INSTRUCTIONS FOR THE TASK:
The stretch wanted below opens at the line containing "out of time." and closes at the line containing "let flagged = self.clock.tick(self.rules.turn(), elapsed)?;". Please return it exactly, with no other lines.

*** Opening of DATA ***

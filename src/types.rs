use std::time::Duration;

use shakmaty::Move;

pub type Score = i32;

/// Larger than any reachable evaluation, used as the open alpha-beta window.
pub const SCORE_INFINITY: Score = 1_000_000;
pub const SCORE_MATE: Score = 50_000;
pub const DEFAULT_DEPTH: u8 = 3;
pub const MAX_DEPTH: u8 = 8;
pub const DEFAULT_CLOCK_SECS: u64 = 600;
pub const DEFAULT_BOT_DELAY_MS: u64 = 500;
pub const ROOM_JOIN_WAIT_MS: u64 = 3_000;

/// Which move selector the bot uses.
#[derive(Clone, Copy, Debug, PartialEq, Eq)]
pub enum BotKind {
    Minimax,
    Random,
}

impl BotKind {
    pub fn parse(s: &str) -> Option<Self> {
        match s.to_ascii_lowercase().as_str() {
            "minimax" => Some(BotKind::Minimax),
            "random" => Some(BotKind::Random),
            _ => None,
        }
    }
}

#[derive(Clone, Debug)]
pub struct EngineConfig {
    pub depth: u8,
    pub bot: BotKind,
    pub clock: Duration,
    pub bot_delay: Duration,
    pub seed: Option<u64>,
}

impl Default for EngineConfig {
    fn default() -> Self {
        Self {
            depth: DEFAULT_DEPTH,
            bot: BotKind::Minimax,
            clock: Duration::from_secs(DEFAULT_CLOCK_SECS),
            bot_delay: Duration::from_millis(DEFAULT_BOT_DELAY_MS),
            seed: None,
        }
    }
}

#[derive(Clone, Debug)]
pub struct SearchResult {
    pub best_move: Option<Move>,
    pub score: Score,
    pub depth: u8,
    pub nodes: u64,
}

// Scores are always from one fixed perspective: the color that was to move at the root.
// Mate is a flat +-SCORE_MATE with no distance adjustment, so a faster mate is not preferred.
//! A single game: position, clock, mode and selection owned together.

use std::fmt;
use std::time::{Duration, Instant};

use shakmaty::{Color, Move, Square};

use crate::bot::Bot;
use crate::clock::Clock;
use crate::error::{ParlorError, Result};
use crate::room::RoomCode;
use crate::rules::{RulesEngine, ShakmatyRules, move_to_uci};
use crate::selection::{ClickOutcome, Selection};
use crate::types::EngineConfig;

#[derive(Clone, Debug, PartialEq, Eq)]
pub enum GameMode {
    /// Human against the bot; the bot plays the other color.
    Bot { human: Color },
    /// Both sides at one keyboard.
    Local,
    Online { room: RoomCode, color: Color },
}

#[derive(Clone, Copy, Debug, PartialEq, Eq)]
pub enum GameStatus {
    Checkmate { winner: Color },
    Stalemate,
    Draw,
    Timeout { winner: Color },
    Check(Color),
    ToMove(Color),
}

impl GameStatus {
    pub fn is_over(&self) -> bool {
        !matches!(self, GameStatus::Check(_) | GameStatus::ToMove(_))
    }
}

pub fn color_name(color: Color) -> &'static str {
    match color {
        Color::White => "White",
        Color::Black => "Black",
    }
}

impl fmt::Display for GameStatus {
    fn fmt(&self, f: &mut fmt::Formatter<'_>) -> fmt::Result {
        match self {
            GameStatus::Checkmate { winner } => {
                write!(f, "Checkmate! {} wins!", color_name(*winner))
            }
            GameStatus::Stalemate => f.write_str("Stalemate!"),
            GameStatus::Draw => f.write_str("Draw!"),
            GameStatus::Timeout { winner } => write!(f, "{} wins on time!", color_name(*winner)),
            GameStatus::Check(_) => f.write_str("Check!"),
            GameStatus::ToMove(side) => write!(f, "{} to move", color_name(*side)),
        }
    }
}

pub struct GameSession<R: RulesEngine + Clone = ShakmatyRules> {
    rules: R,
    initial: R,
    mode: GameMode,
    clock: Clock,
    selection: Selection,
    bot: Bot,
    config: EngineConfig,
    flagged: Option<Color>,
}

impl GameSession<ShakmatyRules> {
    pub fn start(mode: GameMode, config: EngineConfig) -> Self {
        Self::new(ShakmatyRules::new(), mode, config)
    }

    /// Plays a move given in UCI notation for the local player.
    pub fn play_uci(&mut self, text: &str) -> Result<Move> {
        let mv = self.rules.parse_uci(text)?;
        self.play(&mv)?;
        Ok(mv)
    }
}

impl<R: RulesEngine + Clone> GameSession<R> {
    /// Starts a game from `rules`; the clock runs immediately.
    pub fn new(rules: R, mode: GameMode, config: EngineConfig) -> Self {
        let mut clock = Clock::new(config.clock);
        clock.start();
        log::info!("new game: {:?}", mode);
        Self {
            initial: rules.clone(),
            rules,
            mode,
            clock,
            selection: Selection::default(),
            bot: Bot::new(config.bot, config.depth, config.seed),
            config,
            flagged: None,
        }
    }

    pub fn rules(&self) -> &R {
        &self.rules
    }

    pub fn mode(&self) -> &GameMode {
        &self.mode
    }

    pub fn clock(&self) -> &Clock {
        &self.clock
    }

    pub fn selection(&self) -> &Selection {
        &self.selection
    }

    pub fn config(&self) -> &EngineConfig {
        &self.config
    }

    pub fn bot(&self) -> &Bot {
        &self.bot
    }

    /// Applies new settings. Depth and bot kind take effect on the next bot move,
    /// the clock limit on the next reset.
    pub fn configure(&mut self, config: EngineConfig) {
        self.bot.set_depth(config.depth);
        self.bot.set_kind(config.bot);
        self.config = config;
    }

    /// Back to the starting position with full clocks.
    pub fn reset(&mut self) {
        self.rules = self.initial.clone();
        self.clock.reset(self.config.clock);
        self.clock.start();
        self.selection.clear();
        self.flagged = None;
        log::info!("game reset");
    }

    pub fn status(&self) -> GameStatus {
        let turn = self.rules.turn();
        if let Some(loser) = self.flagged {
            GameStatus::Timeout { winner: !loser }
        } else if self.rules.is_checkmate() {
            GameStatus::Checkmate { winner: !turn }
        } else if self.rules.is_stalemate() {
            GameStatus::Stalemate
        } else if self.rules.is_draw() {
            GameStatus::Draw
        } else if self.rules.is_check() {
            GameStatus::Check(turn)
        } else {
            GameStatus::ToMove(turn)
        }
    }

    pub fn is_over(&self) -> bool {
        self.status().is_over()
    }

    /// Whether the side to move is controlled from this keyboard.
    pub fn local_to_move(&self) -> bool {
        let turn = self.rules.turn();
        match &self.mode {
            GameMode::Bot { human } => turn == *human,
            GameMode::Local => true,
            GameMode::Online { color, .. } => turn == *color,
        }
    }

    pub fn bot_to_move(&self) -> bool {
        matches!(self.mode, GameMode::Bot { .. }) && !self.local_to_move() && !self.is_over()
    }

    pub fn click(&mut self, square: Square) -> Result<ClickOutcome> {
        if self.is_over() {
            return Err(ParlorError::GameOver);
        }
        if !self.local_to_move() {
            return Ok(ClickOutcome::Ignored);
        }
        let outcome = self.selection.click(&mut self.rules, square);
        if let ClickOutcome::Moved(ref mv) = outcome {
            self.after_move(mv);
        }
        Ok(outcome)
    }

    /// Plays a fully specified move for the local player.
    pub fn play(&mut self, mv: &Move) -> Result<()> {
        if self.is_over() {
            return Err(ParlorError::GameOver);
        }
        if !self.local_to_move() {
            return Err(ParlorError::NotYourTurn(self.rules.turn()));
        }
        self.rules.apply(mv)?;
        self.after_move(mv);
        Ok(())
    }

    /// Lets the bot choose and play. `None` if it is not the bot's turn or it has no move.
    pub fn play_bot_move(&mut self) -> Option<Move> {
        if !self.bot_to_move() {
            return None;
        }
        let started = Instant::now();
        let mv = self.bot.choose(&mut self.rules)?;
        // Thinking time is the bot's own; a flag fall forfeits the move.
        if self.tick(started.elapsed()).is_some() {
            return None;
        }
        if let Err(e) = self.rules.apply(&mv) {
            log::warn!("bot move rejected: {}", e);
            return None;
        }
        self.after_move(&mv);
        Some(mv)
    }

    /// Takes back one ply, or two against the bot so the human is to move again.
    pub fn undo(&mut self) -> Result<()> {
        let plies = match self.mode {
            GameMode::Bot { .. } => 2,
            _ => 1,
        };
        if self.rules.ply_count() == 0 {
            return Err(ParlorError::NothingToUndo);
        }
        for _ in 0..plies {
            if !self.rules.undo() {
                break;
            }
        }
        self.selection.clear();
        if self.flagged.is_none() && !self.rules.is_game_over() {
            self.clock.start();
        }
        log::debug!("undo {} ply, {} left", plies, self.rules.ply_count());
        Ok(())
    }

    /// Charges `elapsed` to the side to move. Returns the side that ran out of time.
    pub fn tick(&mut self, elapsed: Duration) -> Option<Color> {
        if self.flagged.is_some() {
            return None;
        }
        let flagged = self.clock.tick(self.rules.turn(), elapsed)?;
        log::info!("{} ran out of time", color_name(flagged));
        self.flagged = Some(flagged);
        self.selection.clear();
        Some(flagged)
    }

    fn after_move(&mut self, mv: &Move) {
        self.selection.clear();
        log::debug!("played {}", move_to_uci(mv));
        if self.rules.is_game_over() {
            self.clock.stop();
            log::info!("{}", self.status());
        }
    }
}
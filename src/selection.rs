use arrayvec::ArrayVec;
use shakmaty::{Move, Square};

use crate::rules::{RulesEngine, destination};

/// A square the selected piece can move to.
#[derive(Clone, Copy, Debug, PartialEq, Eq)]
pub struct Target {
    pub square: Square,
    pub capture: bool,
}

#[derive(Clone, Debug, PartialEq, Eq)]
pub enum ClickOutcome {
    Selected(Square),
    Moved(Move),
    Deselected,
    Ignored,
}

/// The currently selected square and its highlighted targets.
#[derive(Clone, Debug, Default)]
pub struct Selection {
    square: Option<Square>,
    // a queen reaches at most 27 squares
    targets: ArrayVec<Target, 32>,
}

impl Selection {
    pub fn square(&self) -> Option<Square> {
        self.square
    }

    pub fn targets(&self) -> &[Target] {
        &self.targets
    }

    pub fn target_at(&self, sq: Square) -> Option<&Target> {
        self.targets.iter().find(|t| t.square == sq)
    }

    pub fn clear(&mut self) {
        self.square = None;
        self.targets.clear();
    }

    pub fn select<R: RulesEngine>(&mut self, rules: &R, sq: Square) {
        self.clear();
        self.square = Some(sq);
        for m in rules.legal_moves_from(sq) {
            let to = destination(&m);
            if self.target_at(to).is_none() {
                self.targets.push(Target {
                    square: to,
                    capture: m.is_capture(),
                });
            }
        }
    }

    /// Click-to-move. With a selection, the click tries selected -> clicked (queen on
    /// promotion); failing that it reselects an own piece or drops the selection.
    /// Without one, only a piece of the side to move can be selected.
    pub fn click<R: RulesEngine>(&mut self, rules: &mut R, sq: Square) -> ClickOutcome {
        let own_piece = rules
            .piece_at(sq)
            .is_some_and(|p| p.color == rules.turn());

        if let Some(from) = self.square {
            if let Some(mv) = rules.find_move(from, sq) {
                if rules.apply(&mv).is_ok() {
                    self.clear();
                    return ClickOutcome::Moved(mv);
                }
            }
            if own_piece {
                self.select(rules, sq);
                return ClickOutcome::Selected(sq);
            }
            self.clear();
            return ClickOutcome::Deselected;
        }

        if own_piece {
            self.select(rules, sq);
            ClickOutcome::Selected(sq)
        } else {
            ClickOutcome::Ignored
        }
    }
}
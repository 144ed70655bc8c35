use std::time::Duration;

use shakmaty::Color;

/// Two-sided countdown clock. Only the side to move loses time, and only while running.
#[derive(Clone, Debug)]
pub struct Clock {
    white: Duration,
    black: Duration,
    running: bool,
}

impl Clock {
    pub fn new(limit: Duration) -> Self {
        Self {
            white: limit,
            black: limit,
            running: false,
        }
    }

    pub fn reset(&mut self, limit: Duration) {
        self.white = limit;
        self.black = limit;
        self.running = false;
    }

    pub fn start(&mut self) {
        self.running = true;
    }

    pub fn stop(&mut self) {
        self.running = false;
    }

    pub fn is_running(&self) -> bool {
        self.running
    }

    pub fn remaining(&self, side: Color) -> Duration {
        match side {
            Color::White => self.white,
            Color::Black => self.black,
        }
    }

    /// Drains `elapsed` from `side`. Returns the side whose flag fell, which also stops
    /// the clock.
    pub fn tick(&mut self, side: Color, elapsed: Duration) -> Option<Color> {
        if !self.running {
            return None;
        }
        let left = match side {
            Color::White => &mut self.white,
            Color::Black => &mut self.black,
        };
        *left = left.saturating_sub(elapsed);
        if left.is_zero() {
            self.running = false;
            return Some(side);
        }
        None
    }
}

/// `m:ss` from whole seconds
pub fn format_time(d: Duration) -> String {
    let secs = d.as_secs();
    format!("{}:{:02}", secs / 60, secs % 60)
}
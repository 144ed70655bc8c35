//! Error types for session, rules and room operations.
//!
//! The bot itself never fails; these cover input and state errors around it.

use shakmaty::Color;

#[derive(thiserror::Error, Debug, Clone, PartialEq, Eq)]
pub enum ParlorError {
    /// Move not legal in the current position
    #[error("illegal move: {0}")]
    IllegalMove(String),

    #[error("invalid square: {0}")]
    InvalidSquare(String),

    /// Text that does not parse as a UCI move
    #[error("invalid move notation: {0}")]
    InvalidMove(String),

    #[error("invalid FEN: {0}")]
    InvalidFen(String),

    #[error("please enter a room code")]
    EmptyRoomCode,

    #[error("no game in progress")]
    NoGame,

    #[error("game is over")]
    GameOver,

    #[error("not {0:?}'s turn")]
    NotYourTurn(Color),

    /// Nothing left to take back
    #[error("no move to undo")]
    NothingToUndo,
}

pub type Result<T> = std::result::Result<T, ParlorError>;
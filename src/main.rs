use std::io::Write;
use std::time::Duration;

use anyhow::{Result, bail};
use clap::Parser;

use parlor::types::{
    BotKind, DEFAULT_BOT_DELAY_MS, DEFAULT_CLOCK_SECS, DEFAULT_DEPTH, EngineConfig, MAX_DEPTH,
};

#[derive(Parser, Debug)]
#[command(author, version, about, long_about = None)]
struct Args {
    /// Enable debug logging
    #[arg(short, long)]
    debug: bool,

    /// Search depth of the minimax bot, in plies
    #[arg(long, default_value_t = DEFAULT_DEPTH)]
    depth: u8,

    /// Bot move selector: minimax or random
    #[arg(long, default_value = "minimax")]
    bot: String,

    /// Time per side in seconds
    #[arg(long, default_value_t = DEFAULT_CLOCK_SECS)]
    clock: u64,

    /// Pause before the bot replies, in milliseconds
    #[arg(long, default_value_t = DEFAULT_BOT_DELAY_MS)]
    delay: u64,

    /// Seed for the random bot and room codes
    #[arg(long)]
    seed: Option<u64>,
}

fn main() {
    let args = Args::parse();

    let log_level = if args.debug { "debug" } else { "warn" };
    env_logger::Builder::from_env(
        env_logger::Env::default().filter_or(env_logger::DEFAULT_FILTER_ENV, log_level),
    )
    .format(|buf, record| {
        writeln!(buf, "[{}] {}: {}", record.level(), record.target(), record.args())
    })
    .target(env_logger::Target::Stderr)
    .init();

    if let Err(e) = run(args) {
        log::error!("Fatal error: {e}");
        std::process::exit(1);
    }
}

fn run(args: Args) -> Result<()> {
    let Some(bot) = BotKind::parse(&args.bot) else {
        bail!("unknown bot `{}` (expected minimax or random)", args.bot);
    };
    if args.depth == 0 || args.depth > MAX_DEPTH {
        bail!("depth must be between 1 and {}", MAX_DEPTH);
    }
    if args.clock == 0 {
        bail!("clock must be at least one second");
    }

    let config = EngineConfig {
        depth: args.depth,
        bot,
        clock: Duration::from_secs(args.clock),
        bot_delay: Duration::from_millis(args.delay),
        seed: args.seed,
    };
    log::info!("starting with {:?}", config);
    parlor::console::run(config);
    Ok(())
}
//! Move selection for the computer opponent.
//!
//! Two selectors exist: the minimax search, and a uniformly random pick among the legal
//! moves which is kept as a separate configuration (it never runs inside the search).

use rand::SeedableRng;
use rand::rngs::StdRng;
use rand::seq::IndexedRandom;
use shakmaty::Move;

use crate::rules::{RulesEngine, move_to_uci};
use crate::search;
use crate::types::BotKind;

pub struct Bot {
    kind: BotKind,
    depth: u8,
    rng: StdRng,
}

impl Bot {
    pub fn new(kind: BotKind, depth: u8, seed: Option<u64>) -> Self {
        let rng = match seed {
            Some(seed) => StdRng::seed_from_u64(seed),
            None => StdRng::from_os_rng(),
        };
        Self {
            kind,
            depth: depth.max(1),
            rng,
        }
    }

    pub fn kind(&self) -> BotKind {
        self.kind
    }

    pub fn depth(&self) -> u8 {
        self.depth
    }

    pub fn set_depth(&mut self, depth: u8) {
        self.depth = depth.max(1);
    }

    pub fn set_kind(&mut self, kind: BotKind) {
        self.kind = kind;
    }

    /// Chooses a move for the side to move. `None` means checkmate or stalemate.
    pub fn choose<R: RulesEngine>(&mut self, rules: &mut R) -> Option<Move> {
        let choice = match self.kind {
            BotKind::Minimax => search::find_best_move(rules, self.depth),
            BotKind::Random => rules.legal_moves().choose(&mut self.rng).cloned(),
        };
        if let Some(ref mv) = choice {
            log::info!("bot ({:?}) plays {}", self.kind, move_to_uci(mv));
        }
        choice
    }
}
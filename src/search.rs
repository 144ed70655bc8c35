use std::time::Instant;

use shakmaty::{Color, Move};

use crate::evaluation::evaluate;
use crate::rules::{RulesEngine, move_to_uci};
use crate::types::{SCORE_INFINITY, SCORE_MATE, Score, SearchResult};

/// Mutable search state shared across recursion
pub struct SearchState {
    pub nodes: u64,
    pub start_time: Instant,
    /// Color every score is measured for: the side to move at the root.
    pub perspective: Color,
}

impl SearchState {
    pub fn new(perspective: Color) -> Self {
        Self {
            nodes: 0,
            start_time: Instant::now(),
            perspective,
        }
    }
}

/// Format a score for log output.
pub fn format_score(score: Score) -> String {
    if score >= SCORE_MATE {
        "mate +".to_string()
    } else if score <= -SCORE_MATE {
        "mate -".to_string()
    } else {
        format!("cp {}", score)
    }
}

/// Picks the best move for the side to move, or `None` when it has no legal move.
pub fn find_best_move<R: RulesEngine>(rules: &mut R, depth: u8) -> Option<Move> {
    search(rules, depth).best_move
}

/// Fixed-depth root search. Every root move is applied, scored and undone; the first
/// move with the strictly highest score wins.
pub fn search<R: RulesEngine>(rules: &mut R, depth: u8) -> SearchResult {
    let depth = depth.max(1);
    let mut state = SearchState::new(rules.turn());

    let mut best_move: Option<Move> = None;
    let mut best_score: Score = -SCORE_INFINITY;
    let mut alpha = -SCORE_INFINITY;
    let beta = SCORE_INFINITY;

    for mv in rules.legal_moves() {
        if rules.apply(&mv).is_err() {
            continue;
        }
        state.nodes += 1;
        let score = minimax(rules, &mut state, depth - 1, alpha, beta, false);
        rules.undo();

        if best_move.is_none() || score > best_score {
            best_score = score;
            best_move = Some(mv);
        }
        // A later move can only replace the best by beating it, so the window may
        // tighten without changing which move is chosen.
        alpha = alpha.max(best_score);
    }

    let elapsed_ms = state.start_time.elapsed().as_millis().max(1) as u64;
    log::debug!(
        "search depth {} score {} nodes {} time {}ms best {}",
        depth,
        format_score(best_score),
        state.nodes,
        elapsed_ms,
        best_move.as_ref().map(move_to_uci).unwrap_or_else(|| "none".to_string()),
    );

    SearchResult {
        score: if best_move.is_some() { best_score } else { evaluate(rules, state.perspective) },
        best_move,
        depth,
        nodes: state.nodes,
    }
}

/// Minimax with alpha-beta pruning from `state.perspective`.
/// `maximizing` is true at nodes where the perspective color is to move.
pub fn minimax<R: RulesEngine>(
    rules: &mut R,
    state: &mut SearchState,
    depth: u8,
    mut alpha: Score,
    mut beta: Score,
    maximizing: bool,
) -> Score {
    if depth == 0 || rules.is_game_over() {
        return evaluate(rules, state.perspective);
    }

    let moves = rules.legal_moves();
    if moves.is_empty() {
        return evaluate(rules, state.perspective);
    }

    if maximizing {
        let mut best = -SCORE_INFINITY;
        for mv in &moves {
            if rules.apply(mv).is_err() {
                continue;
            }
            state.nodes += 1;
            let score = minimax(rules, state, depth - 1, alpha, beta, false);
            rules.undo();

            best = best.max(score);
            alpha = alpha.max(best);
            if beta <= alpha {
                break;
            }
        }
        best
    } else {
        let mut best = SCORE_INFINITY;
        for mv in &moves {
            if rules.apply(mv).is_err() {
                continue;
            }
            state.nodes += 1;
            let score = minimax(rules, state, depth - 1, alpha, beta, true);
            rules.undo();

            best = best.min(score);
            beta = beta.min(best);
            if beta <= alpha {
                break;
            }
        }
        best
    }
}


// Fixed-depth minimax with alpha-beta pruning. No iterative deepening, transposition table
// or quiescence: the move chosen depends only on the position, the depth and the order in
// which the rules engine lists legal moves.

*** Close of DATA ***

WRITTEN SOLUTION:
    /// Charges `elapsed` to the side to move. Returns the side that ran out of time.
    pub fn tick(&mut self, elapsed: Duration) -> Option<Color> {
        if self.flagged.is_some() {
            return None;
        }
        let flagged = self.clock.tick(self.rules.turn(), elapsed)?;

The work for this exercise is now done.